Antes que este escritor de espíritu, Santo Tomás, hablando expresamente de la contrición, aseguraba que "el dolor esencial y necesario para la confesión es el pesar del pecado cometido. Este dolor no está en la parte sensitiva, sino en la voluntad. El dolor sensible es un efecto del dolor de la voluntad, y no siempre puede obtenerse, porque la parte inferior del alma no sigue siempre con docilidad a la parte superior. Por tanto, la confesión será buena siempre que en la voluntad haya soberano arrepentimiento del pecado"

Absteneos, pues, de los esfuerzos para obtener contrición sensible. Cuando se trata de actos interiores, debéis saber que son más aceptables los que se ejecutan con menos violencia y mayor suavidad. Porque el Espíritu Santo dispone todo con dulce suavidad. Disponit omnia suaviter (Sap VIII, I). Por eso el santo penitente Ezequiel decía hablando de sus faltas: Experimento gran dolor, pero estoy en paz.

Cuando queráis prepararos a la confesión, comenzad por pedir a Dios Nuestro Señor y a la Santísima Virgen un verdadero dolor de vuestros pecados; hacer brevemente el examen, y para la contrición os bastará decir: "Dios mío, os amo sobre todas las cosas; espero, en virtud de la preciosa Sangre de Jesucristo, Vuestro Hijo Unigénito, el perdón de mis pecados; me arrepiento de todo corazón; no quisiera haberlos cometido, los detesto más que todas las cosas, sólo porque son ofensa vuestra. Uno mi dolor al de Jesucristo en el huerto de los olivos. Mediante vuestra gracia estoy resuelto a no ofenderos jamás"

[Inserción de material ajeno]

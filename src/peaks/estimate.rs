//! # 峰位、峰高与半高宽的观测估计
//!
//! 取最大值点，向两侧逐点走到强度降到半高以下的位置，
//! 在跨越半高的两点间线性插值：
//!
//! ```text
//! x = ((xf − x0)·y − (xf·y0 − x0·yf)) / (yf − y0)
//! ```
//!
//! 走到窗口边缘仍未降到半高说明峰不完整，返回 `Domain`。
//!
//! ## 依赖关系
//! - 被 `peaks/robust.rs` 调用

use crate::error::{Result, TofPeaksError};

#[derive(Debug, Clone, Copy, PartialEq)]
pub struct PeakEstimate {
    pub centre: f64,
    pub height: f64,
    pub fwhm: f64,
    pub left_half: f64,
    pub right_half: f64,
}

/// 过 (x0, y0)、(xf, yf) 的直线上纵坐标为 y 的横坐标
pub fn interpolate_x(x0: f64, y0: f64, xf: f64, yf: f64, y: f64) -> f64 {
    if (yf - y0).abs() < f64::EPSILON {
        return 0.5 * (x0 + xf);
    }
    ((xf - x0) * y - (xf * y0 - x0 * yf)) / (yf - y0)
}

pub fn estimate_peak(x: &[f64], y: &[f64]) -> Result<PeakEstimate> {
    let n = x.len().min(y.len());
    if n < 3 {
        return Err(TofPeaksError::Domain(format!(
            "cannot estimate a peak from {} points",
            n
        )));
    }

    let (imax, height) = y[..n]
        .iter()
        .copied()
        .enumerate()
        .fold((0, f64::NEG_INFINITY), |best, (i, v)| {
            if v > best.1 {
                (i, v)
            } else {
                best
            }
        });
    if !(height > 0.0) {
        return Err(TofPeaksError::Domain(format!(
            "no positive maximum in window [{:.3}, {:.3}]",
            x[0],
            x[n - 1]
        )));
    }
    let half = 0.5 * height;

    let mut left = imax;
    while y[left] > half {
        if left == 0 {
            return Err(TofPeaksError::Domain(format!(
                "peak at {:.3} reaches the left window edge {:.3} above half maximum",
                x[imax], x[0]
            )));
        }
        left -= 1;
    }
    let left_half = interpolate_x(x[left], y[left], x[left + 1], y[left + 1], half);

    let mut right = imax;
    while y[right] > half {
        if right == n - 1 {
            return Err(TofPeaksError::Domain(format!(
                "peak at {:.3} reaches the right window edge {:.3} above half maximum",
                x[imax],
                x[n - 1]
            )));
        }
        right += 1;
    }
    let right_half = interpolate_x(x[right - 1], y[right - 1], x[right], y[right], half);

    Ok(PeakEstimate {
        centre: x[imax],
        height,
        fwhm: right_half - left_half,
        left_half,
        right_half,
    })
}

#[cfg(test)]
mod tests {
    use super::*;
    use crate::profile::{Gaussian, PeakProfile};

    #[test]
    fn test_interpolation_formula() {
        assert!((interpolate_x(0.0, 0.0, 2.0, 10.0, 5.0) - 1.0).abs() < 1e-12);
        assert!((interpolate_x(4.0, 10.0, 6.0, 0.0, 5.0) - 5.0).abs() < 1e-12);
        assert_eq!(interpolate_x(1.0, 3.0, 2.0, 3.0, 3.0), 1.5);
    }

    #[test]
    fn test_gaussian_estimate() {
        let g = Gaussian::new(50.0, 1000.0, 8.0);
        let x: Vec<f64> = (0..201).map(|i| 900.0 + i as f64).collect();
        let y = g.evaluate(&x);
        let est = estimate_peak(&x, &y).unwrap();
        assert_eq!(est.centre, 1000.0);
        assert!((est.height - 50.0).abs() < 1e-9);
        assert!((est.fwhm - g.fwhm()).abs() / g.fwhm() < 0.01);
        assert!(est.left_half < est.centre && est.centre < est.right_half);
    }

    #[test]
    fn test_edge_peak_is_domain_error() {
        let x: Vec<f64> = (0..20).map(|i| i as f64).collect();
        let y: Vec<f64> = x.iter().map(|v| 100.0 - v).collect();
        assert!(matches!(estimate_peak(&x, &y), Err(TofPeaksError::Domain(_))));

        let y: Vec<f64> = x.iter().map(|v| 10.0 - (v - 10.0).abs() * 0.1).collect();
        assert!(matches!(estimate_peak(&x, &y), Err(TofPeaksError::Domain(_))));
    }

    #[test]
    fn test_non_positive_window() {
        let x = [0.0, 1.0, 2.0, 3.0];
        let y = [-1.0, -2.0, -1.5, -3.0];
        assert!(estimate_peak(&x, &y).is_err());
    }
}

Siempre que hubierais querido tener voluntad verdadera (entendedlo bien, basta el deseo), al decir esas palabras podéis acercaros tranquilamente a recibir la absolución sin temores ni escrúpulos. Para quitar toda angustia respecto de la contrición, Santa Teresa de Jesús nos da otra señal igualmente cierta: "Examinad, dice, si tenéis sincera resolución de no cometer las faltas que confesáis; si así fuere, ninguna duda debéis abrigar respecto de la contrición"

Para que la confesión sea buena, el propósito de ser firme, universal y eficaz.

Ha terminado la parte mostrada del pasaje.